History of cooperatives – saccos in Kenya: Cooperation in various chores among Kenyans, with no expectation of financial rewards, gave birth to the spirit of Harambee (pulling together), hailed as one of the pillars of Kenya’s social, economic and political achievements.

Formal cooperatives started taking shape much later when European settlers formed the Lumbwa Cooperative Society in 1908. For about two decades, the society was restricted to the settler population. Africans were only allowed to establish cooperatives after 1930s. The first piece of legislation on cooperatives was the Cooperative Societies Ordinance enacted in 1931. On February 8, 1931, the Kenya Cooperative Creameries (KCC) was the first cooperative to be registered, followed shortly in the same year by the Kenya Farmers Association  The Kenya Planters Cooperative Union (KPCU) was registered in 1937 and the Horticultural Cooperative Union (HCU) in 1951. However, the 1931 Ordinance did not allow Africans to participate in cooperatives.

1908: Lumbwa Cooperative was established. This was at a time when the movement was seen as a strategy for revitalising agriculture. Membership was limited to the white settlers.

1944: Door opened for Africans to form and join the cooperatives. The post of a Registrar of       Cooperatives was proposed.

1945: Cooperative Societies Ordinance enacted, allowing African participation in the cooperative movement.

1946: Department of Cooperatives established and the Registrar appointed.

1950-1952.: Great support of the cooperative idea by the colonial civil servants; 160 cooperatives formed during this period.

1952: Mau Mau rebellion: Cooperative members withdrew to join pro-independence forces.

1954: Swynnerton Plan on developing African Agriculture and improving land tenure released.

1958: More than 400 cooperatives registered.

1960: The Government saw the cooperatives as vehicles to introduce African Socialism and strengthen ties between the people from different regions of Kenya.

1963: About 1,000 cooperatives were formed.

1965: Development of Sessional Paper No. 10 of 1965 on African Socialism and its Application to Planning in Kenya.

1966: Enactment of the Cooperative Societies Act (Cap 490).

1967: The Kenya-Nordic Cooperative Development Programme (KNCDP) initiated with help from the World Bank, the US and Germany to build human capital and boost capitalisation. The Government instituted subsidies and free access to government credit and free extension services.

1910: Sessional Paper No 8 on Cooperative Development released.

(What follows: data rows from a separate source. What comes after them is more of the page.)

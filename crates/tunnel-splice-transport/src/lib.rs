// Copyright 2024-2026 Farlight Networks, LLC
//
// Licensed under the Apache License, Version 2.0 (the "License");
// you may not use this file except in compliance with the License.
// You may obtain a copy of the License at
//
//     http://www.apache.org/licenses/LICENSE-2.0
//
// Unless required by applicable law or agreed to in writing, software
// distributed under the License is distributed on an "AS IS" BASIS,
// WITHOUT WARRANTIES OR CONDITIONS OF ANY KIND, either express or implied.
// See the License for the specific language governing permissions and
// limitations under the License.

//! Half-stream transport abstraction for tunnel-splice.
//!
//! The brokerage core rendezvouses pairs of [`TunnelStream`] halves without
//! caring how their messages move. This crate defines those traits and two
//! realizations: a framed adapter over raw byte streams, and an in-memory
//! mock pair for tests.

mod error;
mod framed;
mod mock;
mod traits;

pub use error::TransportError;
pub use framed::{FramedReader, FramedStream, FramedWriter};
pub use mock::{mock_stream_pair, MockError, MockReader, MockTunnelStream, MockWriter};
pub use traits::{
    MessageReader, MessageWriter, StreamInfo, TunnelStream, DEFAULT_DIAL_TIMEOUT,
};
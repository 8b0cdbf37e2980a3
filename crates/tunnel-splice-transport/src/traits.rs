// Copyright 2024-2026 Farlight Networks, LLC
//
// Licensed under the Apache License, Version 2.0 (the "License");
// you may not use this file except in compliance with the License.
// You may obtain a copy of the License at
//
//     http://www.apache.org/licenses/LICENSE-2.0
//
// Unless required by applicable law or agreed to in writing, software
// distributed under the License is distributed on an "AS IS" BASIS,
// WITHOUT WARRANTIES OR CONDITIONS OF ANY KIND, either express or implied.
// See the License for the specific language governing permissions and
// limitations under the License.

//! Half-stream trait definitions.
//!
//! A [`TunnelStream`] is the manager's handle on one peer's side of a
//! tunneled connection: a message-level bidirectional stream plus the
//! identity and timing metadata the brokerage needs for rendezvous. The
//! traits abstract over the concrete transport so the core works the same
//! over gRPC adapters, framed byte streams, or in-memory test pairs.

use std::collections::HashMap;
use std::future::Future;
use std::time::Duration;
use tunnel_splice_wire::{ConnId, SessionId, TunnelMessage};

/// Default dial timeout hint for streams that do not carry one.
pub const DEFAULT_DIAL_TIMEOUT: Duration = Duration::from_secs(10);

/// Identity and timing metadata of a half-stream.
///
/// Carried by the stream's opening frame and surfaced to the brokerage,
/// which uses the timing hints to size the rendezvous deadline.
#[derive(Debug, Clone)]
pub struct StreamInfo {
    /// The tunneled connection this stream belongs to.
    pub conn_id: ConnId,
    /// The session that owns this half.
    pub session_id: SessionId,
    /// Observed round-trip latency toward the owning peer.
    pub roundtrip_latency: Duration,
    /// How long the far side may take to dial.
    pub dial_timeout: Duration,
    /// Opaque trace propagation carrier attached by the transport layer.
    pub trace_context: HashMap<String, String>,
}

impl StreamInfo {
    /// Creates stream metadata with default timing hints.
    #[must_use]
    pub fn new(conn_id: ConnId, session_id: SessionId) -> Self {
        Self {
            conn_id,
            session_id,
            roundtrip_latency: Duration::ZERO,
            dial_timeout: DEFAULT_DIAL_TIMEOUT,
            trace_context: HashMap::new(),
        }
    }

    /// Sets the round-trip latency hint.
    #[must_use]
    pub const fn with_roundtrip_latency(mut self, latency: Duration) -> Self {
        self.roundtrip_latency = latency;
        self
    }

    /// Sets the dial timeout hint.
    #[must_use]
    pub const fn with_dial_timeout(mut self, timeout: Duration) -> Self {
        self.dial_timeout = timeout;
        self
    }

    /// Attaches a trace propagation carrier.
    #[must_use]
    pub fn with_trace_context(mut self, carrier: HashMap<String, String>) -> Self {
        self.trace_context = carrier;
        self
    }
}

/// One session's side of a tunneled connection.
///
/// Splitting yields independently owned read and write halves so the two
/// directions of a spliced pipe can run on separate tasks.
pub trait TunnelStream: Send + 'static {
    /// The read half produced by splitting.
    type Reader: MessageReader;
    /// The write half produced by splitting.
    type Writer: MessageWriter;

    /// Returns the stream's identity and timing metadata.
    fn info(&self) -> &StreamInfo;

    /// Splits the stream into its read and write halves.
    fn into_split(self) -> (Self::Reader, Self::Writer);
}

/// Read half of a [`TunnelStream`].
pub trait MessageReader: Send + 'static {
    /// Error type for receive failures.
    type Error: std::error::Error + Send + Sync + 'static;

    /// Receives the next message.
    ///
    /// Resolves to `Ok(None)` when the peer has closed its side.
    fn recv(&mut self) -> impl Future<Output = Result<Option<TunnelMessage>, Self::Error>> + Send;
}

/// Write half of a [`TunnelStream`].
pub trait MessageWriter: Send + 'static {
    /// Error type for send failures.
    type Error: std::error::Error + Send + Sync + 'static;

    /// Sends one message.
    fn send(&mut self, message: TunnelMessage)
        -> impl Future<Output = Result<(), Self::Error>> + Send;

    /// Gracefully finishes the write side, signaling no more messages.
    fn close(self) -> impl Future<Output = Result<(), Self::Error>> + Send;
}
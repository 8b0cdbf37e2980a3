// Copyright 2024-2026 Farlight Networks, LLC
//
// Licensed under the Apache License, Version 2.0 (the "License");
// you may not use this file except in compliance with the License.
// You may obtain a copy of the License at
//
//     http://www.apache.org/licenses/LICENSE-2.0
//
// Unless required by applicable law or agreed to in writing, software
// distributed under the License is distributed on an "AS IS" BASIS,
// WITHOUT WARRANTIES OR CONDITIONS OF ANY KIND, either express or implied.
// See the License for the specific language governing permissions and
// limitations under the License.

//! In-memory half-stream pairs for testing.
//!
//! [`mock_stream_pair`] returns two cross-wired streams: messages sent on
//! one end arrive on the other, dropping or closing a writer delivers EOF,
//! and [`MockTunnelStream::reset`] makes the peer's reads fail the way an
//! aborted transport stream would. A reset travels in-band, so frames
//! already in flight are delivered first; once observed, the failure is
//! sticky.

use crate::traits::{MessageReader, MessageWriter, StreamInfo, TunnelStream};
use thiserror::Error;
use tokio::sync::mpsc;
use tunnel_splice_wire::{ConnId, SessionId, TunnelMessage};

/// Error type for mock stream operations.
#[derive(Debug, Error)]
pub enum MockError {
    /// The peer end has gone away.
    #[error("stream closed")]
    Closed,

    /// The peer reset its send side.
    #[error("stream reset by peer: code {0}")]
    Reset(u32),
}

#[derive(Debug)]
enum MockEvent {
    Frame(TunnelMessage),
    Reset(u32),
}

/// Creates a cross-wired pair of in-memory streams for one connection.
///
/// Both ends share `conn_id`; `near` and `far` name the sessions owning
/// each end. Timing hints start from [`StreamInfo::new`] defaults and can
/// be adjusted per end with [`MockTunnelStream::with_dial_timeout`] and
/// [`MockTunnelStream::with_roundtrip_latency`].
#[must_use]
pub fn mock_stream_pair(
    conn_id: ConnId,
    near: SessionId,
    far: SessionId,
) -> (MockTunnelStream, MockTunnelStream) {
    let (near_tx, far_rx) = mpsc::unbounded_channel();
    let (far_tx, near_rx) = mpsc::unbounded_channel();

    let near_end = MockTunnelStream {
        info: StreamInfo::new(conn_id.clone(), near),
        tx: near_tx,
        rx: near_rx,
    };

    let far_end = MockTunnelStream {
        info: StreamInfo::new(conn_id, far),
        tx: far_tx,
        rx: far_rx,
    };

    (near_end, far_end)
}

/// One end of an in-memory stream pair.
#[derive(Debug)]
pub struct MockTunnelStream {
    info: StreamInfo,
    tx: mpsc::UnboundedSender<MockEvent>,
    rx: mpsc::UnboundedReceiver<MockEvent>,
}

impl MockTunnelStream {
    /// Sets the dial timeout hint on this end.
    #[must_use]
    pub fn with_dial_timeout(mut self, timeout: std::time::Duration) -> Self {
        self.info = self.info.with_dial_timeout(timeout);
        self
    }

    /// Sets the round-trip latency hint on this end.
    #[must_use]
    pub fn with_roundtrip_latency(mut self, latency: std::time::Duration) -> Self {
        self.info = self.info.with_roundtrip_latency(latency);
        self
    }

    /// Abruptly resets this end's send side; the peer's reads fail with
    /// [`MockError::Reset`] once delivered frames are drained.
    pub fn reset(&self, code: u32) {
        let _ = self.tx.send(MockEvent::Reset(code));
    }
}

impl TunnelStream for MockTunnelStream {
    type Reader = MockReader;
    type Writer = MockWriter;

    fn info(&self) -> &StreamInfo {
        &self.info
    }

    fn into_split(self) -> (Self::Reader, Self::Writer) {
        (
            MockReader {
                rx: self.rx,
                failed: None,
            },
            MockWriter { tx: self.tx },
        )
    }
}

/// Read half of a [`MockTunnelStream`].
#[derive(Debug)]
pub struct MockReader {
    rx: mpsc::UnboundedReceiver<MockEvent>,
    failed: Option<u32>,
}

impl MessageReader for MockReader {
    type Error = MockError;

    async fn recv(&mut self) -> Result<Option<TunnelMessage>, Self::Error> {
        if let Some(code) = self.failed {
            return Err(MockError::Reset(code));
        }
        match self.rx.recv().await {
            Some(MockEvent::Frame(message)) => Ok(Some(message)),
            Some(MockEvent::Reset(code)) => {
                self.failed = Some(code);
                Err(MockError::Reset(code))
            }
            None => Ok(None),
        }
    }
}

/// Write half of a [`MockTunnelStream`].
#[derive(Debug)]
pub struct MockWriter {
    tx: mpsc::UnboundedSender<MockEvent>,
}

impl MockWriter {
    /// Abruptly resets the send side, failing the peer's reads.
    pub fn reset(&mut self, code: u32) {
        let _ = self.tx.send(MockEvent::Reset(code));
    }
}

impl MessageWriter for MockWriter {
    type Error = MockError;

    async fn send(&mut self, message: TunnelMessage) -> Result<(), Self::Error> {
        self.tx
            .send(MockEvent::Frame(message))
            .map_err(|_| MockError::Closed)
    }

    async fn close(self) -> Result<(), Self::Error> {
        // Dropping the sender delivers EOF to the peer's reader.
        Ok(())
    }
}

#[cfg(test)]
mod tests {
    use super::*;

    fn pair(conn: &[u8]) -> (MockTunnelStream, MockTunnelStream) {
        mock_stream_pair(ConnId::new(conn), "client-1".into(), "agent:1".into())
    }

    #[tokio::test]
    async fn messages_cross_between_ends() {
        let (near, far) = pair(b"c1");

        let (mut near_rx, mut near_tx) = near.into_split();
        let (mut far_rx, mut far_tx) = far.into_split();

        near_tx
            .send(TunnelMessage::data(b"ping".to_vec()))
            .await
            .expect("send should succeed");
        let got = far_rx.recv().await.expect("recv should succeed");
        assert_eq!(got, Some(TunnelMessage::data(b"ping".to_vec())));

        far_tx
            .send(TunnelMessage::data(b"pong".to_vec()))
            .await
            .expect("send should succeed");
        let got = near_rx.recv().await.expect("recv should succeed");
        assert_eq!(got, Some(TunnelMessage::data(b"pong".to_vec())));
    }

    #[tokio::test]
    async fn closing_writer_delivers_eof() {
        let (near, far) = pair(b"c2");

        let (_near_rx, near_tx) = near.into_split();
        let (mut far_rx, _far_tx) = far.into_split();

        near_tx.close().await.expect("close should succeed");
        assert_eq!(far_rx.recv().await.expect("recv should succeed"), None);
    }

    #[tokio::test]
    async fn reset_fails_peer_reads_after_inflight_frames() {
        let (near, far) = pair(b"c3");

        let (_near_rx, mut near_tx) = near.into_split();
        near_tx
            .send(TunnelMessage::data(b"inflight".to_vec()))
            .await
            .expect("send should succeed");
        near_tx.reset(7);

        let (mut far_rx, _far_tx) = far.into_split();
        let got = far_rx.recv().await.expect("recv should succeed");
        assert_eq!(got, Some(TunnelMessage::data(b"inflight".to_vec())));

        assert!(matches!(far_rx.recv().await, Err(MockError::Reset(7))));
        // The failure is sticky.
        assert!(matches!(far_rx.recv().await, Err(MockError::Reset(7))));
    }

    #[tokio::test]
    async fn reset_wakes_a_blocked_reader() {
        let (near, far) = pair(b"c4");

        let (mut far_rx, _far_tx) = far.into_split();
        let reader = tokio::spawn(async move { far_rx.recv().await });

        tokio::task::yield_now().await;
        near.reset(3);

        let got = reader.await.expect("reader task");
        assert!(matches!(got, Err(MockError::Reset(3))));
    }

    #[tokio::test]
    async fn send_to_dropped_peer_fails() {
        let (near, far) = pair(b"c5");

        drop(far);
        let (_near_rx, mut near_tx) = near.into_split();
        assert!(matches!(
            near_tx.send(TunnelMessage::eof()).await,
            Err(MockError::Closed)
        ));
    }

    #[test]
    fn ends_are_send() {
        fn assert_send<T: Send>() {}
        assert_send::<MockTunnelStream>();
        assert_send::<MockReader>();
        assert_send::<MockWriter>();
    }
}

1914: The Ministry of Cooperative Development is created. Producer cooperatives are directly linked to parastatals and statutory boards run by the state (state corporations). Government protected the cooperatives from competition by any other market agents.

1980: Structural adjustment programmes (SAPs) are introduced, accelerating reform through liberalisation and structural reforms. The result of SAPs was wide-ranging policy changes in trade and macro-economic policies, impacting on production costs, incentive structures and sector competitiveness.

1986: The Sessional Paper on Renewed Growth and Economic Management of the Economy removed all Government monopolistic tendencies, divested Government investment in commercial activities and encouraged the private sector to run and invest in the Government-owned organisations and parastatals.

1987: Sessional Paper No. 4 on Renewed Growth Through Cooperative Movement is released.

1990: Promotion of regionalization and globalisation policies, the key being removal of tariff and non-tariff trade barriers, Withdrawal of direct and indirect protection of domestic competition, adverse economic conditions, collapse of many financial institutions and coops.

Post-liberalisation period

1991 : Sessional Paper No. 6 of 1997 provided for a member-based, autonomous and  ember-controlled movement. A new legislation was developed. Liberalisation in the 1990s saw many mergers, disputes and splits in various cooperative societies, with some devolving into small and uneconomic units on one hand, and on the other, suffering high level of mismanagement.

1999: The number of registered cooperatives had rises to 7,000.

1999: National Poverty Eradication Plan launched, providing for a broad-based approach to economic growth, especially in the rural areas, with cooperatives being a key vehicle.

2003: Registered cooperatives reach 10,297, with a membership of 5.9 million and an income of about Kshs7.4 billion ($87.1 million), contributing to about 30 per cent of national saving.

2004: The Cooperative Societies Amendment Bill of 2004 seeks to re-introduce some degree of government control.

2008: The Sacco Societies Act introducing prudential regulation of all deposit-taking Saccos enacted, giving birth to the Sacco Societies Regulatory Authority (Sasra) in 2009.

2009: The Cooperative Alliance of Kenya Limited (CAK) is registered as the national apex organisation for the cooperative movement in Kenya, following the collapse of the Kenya Federation of Cooperatives Union. CAK’s mandate is to promote cooperative development, unite the movement and represent the cooperatives’ interests on all matters of policy and legal framework.

2011: The Ethics Commission for Cooperative societies is established to handle ethical and integrity issues. The commission works closely with the national anti-corruption agency to minimise losses occasioned by graft, and recover all assets, including land and buildings of cooperatives that have illegally been acquired.